(Stored data)
_ _ _ _

// SPDX-License-Identifier: AGPL-3.0-or-later
// Copyright (C) 2012-2025 Andrei Maltsev

//! The per-command engine.
//!
//! Every inbound command runs the same sequence: quota check, special
//! virtualization, handle/auth loads, device round-trip, response handle
//! mapping, emission, then save/flush of everything the command pulled
//! into the device. The response reaches the sink before the post-pass
//! runs, so a client never waits on cleanup.
//!
//! A failed load does not abort the command: the buffer is forwarded
//! as-is and the device produces the canonical error for the dangling
//! handle.

use anyhow::{Result, anyhow};
use bytes::BytesMut;
use tracing::{debug, warn};

use crate::{
    broker::{AccessBroker, ResponseSink, SinkItem},
    models::{
        command::TpmCommand,
        handle::HandleKind,
        rc::{RESMGR_RC_FAILURE, RESMGR_RC_OBJECT_MEMORY, RESMGR_RC_SESSION_MEMORY},
        response::TpmResponse,
    },
    resmgr::{
        connection::Connection,
        handle_map::HandleMapEntry,
        session::{SessionEntry, SessionState},
        session_list::SessionList,
        special::{SpecialCtx, dispatch_special},
    },
};

pub struct Pipeline<'a, B, S> {
    pub broker: &'a mut B,
    pub sink: &'a S,
    pub sessions: &'a mut SessionList,
    pub conn: &'a mut Connection,
}

impl<'a, B: AccessBroker, S: ResponseSink> Pipeline<'a, B, S> {
    /// Run one command through all nine stages.
    pub async fn run(mut self, buf: BytesMut) -> Result<()> {
        let mut cmd = TpmCommand::parse(buf)?;
        let conn_id = self.conn.id();
        debug!(conn = %conn_id, cc = format_args!("0x{:08x}", cmd.code_raw()), "command");

        // (1) quotas
        if let Some(code) = cmd.code() {
            if code.allocates_transient() && self.conn.transients.is_full() {
                debug!(conn = %conn_id, "transient quota exhausted");
                return self.emit(TpmResponse::error(RESMGR_RC_OBJECT_MEMORY));
            }
            if code.allocates_session() && self.sessions.is_full(conn_id) {
                debug!(conn = %conn_id, "session quota exhausted");
                return self.emit(TpmResponse::error(RESMGR_RC_SESSION_MEMORY));
            }
        }

        // (2) commands virtualized without the device
        let mut ctx = SpecialCtx {
            conn: &mut *self.conn,
            sessions: &mut *self.sessions,
        };
        if let Some(resp) = dispatch_special(&mut ctx, &cmd)? {
            return self.emit(resp);
        }

        // (3) + (4) make every referenced context resident
        let mut loaded_transients = self.load_handle_area(&mut cmd).await;
        self.load_auth_area(&cmd).await;

        // (5) device round-trip
        let mut resp = match self.broker.send_command(cmd.as_bytes()).await {
            Ok(raw) => TpmResponse::parse(raw).unwrap_or_else(|e| {
                warn!(conn = %conn_id, error = %e, "malformed device response");
                TpmResponse::error(RESMGR_RC_FAILURE)
            }),
            Err(e) => {
                warn!(conn = %conn_id, error = %e, "device transport failed");
                TpmResponse::error(RESMGR_RC_FAILURE)
            },
        };

        // (6) virtualize the response handle
        if resp.is_success() && cmd.attrs().response_has_handle() {
            resp = self
                .map_response_handle(resp, &mut loaded_transients)
                .await?;
        }

        // (7) answer first, clean up after
        self.sink.enqueue(SinkItem::Response {
            conn: conn_id,
            buf: resp.into_bytes(),
        })?;

        // (8) park every session the command pulled in
        self.save_loaded_sessions().await;

        // (9) save out (or drop) the transients
        self.post_process_transients(&cmd, &loaded_transients).await;

        Ok(())
    }

    fn emit(&mut self, resp: TpmResponse) -> Result<()> {
        self.sink.enqueue(SinkItem::Response {
            conn: self.conn.id(),
            buf: resp.into_bytes(),
        })
    }

    /// Stage 3: load transient contexts referenced by the handle area and
    /// rewrite virtual handles to the physical ones the device assigned.
    /// Returns the virtual handles that are now resident.
    async fn load_handle_area(&mut self, cmd: &mut TpmCommand) -> Vec<u32> {
        let mut loaded = Vec::new();
        for idx in 0..cmd.handle_count() {
            let handle = cmd.handle(idx);
            match HandleKind::of(handle) {
                HandleKind::Transient => {
                    let Some(entry) = self.conn.transients.lookup(handle) else {
                        warn!(conn = %self.conn.id(), vhandle = format_args!("0x{handle:08x}"), "unknown virtual handle in command");
                        continue;
                    };
                    if entry.is_loaded() {
                        // Second reference within one command; reuse the
                        // physical handle from the first load.
                        cmd.set_handle(idx, entry.phandle);
                        continue;
                    }
                    let context = entry.context.clone();
                    match self.broker.context_load(&context).await {
                        Ok(phandle) => {
                            if let Some(entry) = self.conn.transients.lookup_mut(handle)
                            {
                                entry.phandle = phandle;
                            }
                            cmd.set_handle(idx, phandle);
                            loaded.push(handle);
                        },
                        Err(e) => {
                            warn!(vhandle = format_args!("0x{handle:08x}"), error = %e, "transient context load failed");
                        },
                    }
                },
                HandleKind::HmacSession | HandleKind::PolicySession => {
                    if let Err(e) = self.load_session(handle, false).await {
                        warn!(handle = format_args!("0x{handle:08x}"), error = %e, "session load failed");
                    }
                },
                HandleKind::Other(_) => {},
            }
        }
        loaded
    }

    /// Stage 4: load the sessions the auth area references. A session
    /// whose CONTINUESESSION bit is clear is making its last trip; the
    /// device flushes it with the command, so tracking ends here.
    async fn load_auth_area(&mut self, cmd: &TpmCommand) {
        let auths = match cmd.auth_sessions() {
            Ok(a) => a,
            Err(e) => {
                warn!(conn = %self.conn.id(), error = %e, "malformed auth area");
                return;
            },
        };
        for auth in auths {
            if !HandleKind::of(auth.handle).is_session() {
                continue;
            }
            if let Err(e) = self.load_session(auth.handle, auth.attrs.will_flush()).await
            {
                warn!(handle = format_args!("0x{:08x}", auth.handle), error = %e, "auth session load failed");
            }
        }
    }

    /// The session-load helper: silently skips handles the list does not
    /// track, sessions of other connections, and sessions not saved by
    /// the manager — in each case the device renders the verdict.
    async fn load_session(&mut self, handle: u32, will_flush: bool) -> Result<()> {
        let conn_id = self.conn.id();
        let Some(entry) = self.sessions.lookup_by_handle(handle) else {
            return Ok(());
        };
        if entry.owner() != conn_id {
            warn!(handle = format_args!("0x{handle:08x}"), owner = %entry.owner(), conn = %conn_id, "session owned by another connection");
            return Ok(());
        }
        if entry.state() != SessionState::SavedRm {
            warn!(handle = format_args!("0x{handle:08x}"), state = ?entry.state(), "session not loadable");
            return Ok(());
        }

        let context = entry.context().clone();
        match self.broker.context_load(&context).await {
            Err(e) => {
                self.sessions.remove_by_handle(handle);
                Err(e)
            },
            Ok(_phandle) => {
                if will_flush {
                    // Last use: the command consumes the session.
                    self.sessions.remove_by_handle(handle);
                } else if let Some(entry) = self.sessions.lookup_by_handle_mut(handle) {
                    entry.loaded();
                }
                Ok(())
            },
        }
    }

    /// Stage 6: a successful response carrying a handle either creates a
    /// new virtual transient mapping or registers a fresh session.
    async fn map_response_handle(
        &mut self,
        mut resp: TpmResponse,
        loaded_transients: &mut Vec<u32>,
    ) -> Result<TpmResponse> {
        let phandle = resp.handle()?;
        let conn_id = self.conn.id();
        match HandleKind::of(phandle) {
            HandleKind::Transient => {
                let Some(vhandle) = self.conn.transients.next_vhandle() else {
                    // Virtual range exhausted; give the slot back to the
                    // device and report memory pressure.
                    warn!(conn = %conn_id, "virtual handle range exhausted");
                    if let Err(e) = self.broker.context_flush(phandle).await {
                        warn!(error = %e, "flush of unmapped object failed");
                    }
                    return Ok(TpmResponse::error(RESMGR_RC_OBJECT_MEMORY));
                };
                self.conn
                    .transients
                    .insert(HandleMapEntry::new(vhandle, phandle));
                loaded_transients.push(vhandle);
                resp.set_handle(vhandle)?;
                debug!(conn = %conn_id, vhandle = format_args!("0x{vhandle:08x}"), phandle = format_args!("0x{phandle:08x}"), "transient mapped");
            },
            HandleKind::HmacSession | HandleKind::PolicySession => {
                let owner = self.sessions.lookup_by_handle(phandle).map(|e| e.owner());
                match owner {
                    None => {
                        self.sessions
                            .insert(SessionEntry::new_loaded(conn_id, phandle));
                    },
                    Some(owner) if owner != conn_id => {
                        return Err(anyhow!(
                            "device returned session 0x{phandle:08x} owned by {owner}"
                        ));
                    },
                    Some(_) => {},
                }
            },
            HandleKind::Other(_) => {},
        }
        Ok(resp)
    }

    /// Stage 8: every session still loaded is saved back out; a save
    /// failure costs the session its tracking (and its device slot).
    async fn save_loaded_sessions(&mut self) {
        for handle in self.sessions.loaded_handles() {
            match self.broker.context_save(handle).await {
                Ok(context) => {
                    if let Some(entry) = self.sessions.lookup_by_handle_mut(handle) {
                        entry.saved_by_rm(context);
                    }
                },
                Err(e) => {
                    warn!(handle = format_args!("0x{handle:08x}"), error = %e, "session context save failed");
                    if let Err(e) = self.broker.context_flush(handle).await {
                        warn!(handle = format_args!("0x{handle:08x}"), error = %e, "session flush failed");
                    }
                    self.sessions.remove_by_handle(handle);
                },
            }
        }
    }

    /// Stage 9: transients the command loaded are saved out and flushed,
    /// unless the command's FLUSHED attribute says the device already
    /// dropped them.
    async fn post_process_transients(&mut self, cmd: &TpmCommand, loaded: &[u32]) {
        let flushed_by_device = cmd.attrs().flushed();
        for &vhandle in loaded {
            if flushed_by_device {
                self.conn.transients.remove(vhandle);
                continue;
            }
            let Some(entry) = self.conn.transients.lookup(vhandle) else {
                continue;
            };
            let phandle = entry.phandle;
            match self.broker.context_saveflush(phandle).await {
                Ok(context) => {
                    if let Some(entry) = self.conn.transients.lookup_mut(vhandle) {
                        entry.context = context;
                        entry.phandle = 0;
                    }
                },
                Err(e) => {
                    warn!(vhandle = format_args!("0x{vhandle:08x}"), error = %e, "transient context save failed");
                    if let Some(entry) = self.conn.transients.lookup_mut(vhandle) {
                        entry.phandle = 0;
                    }
                },
            }
        }
    }
}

_ _ _ _

In the entries, some lines may contain the word "TpmCommand". Give how many do, as a number by itself.

5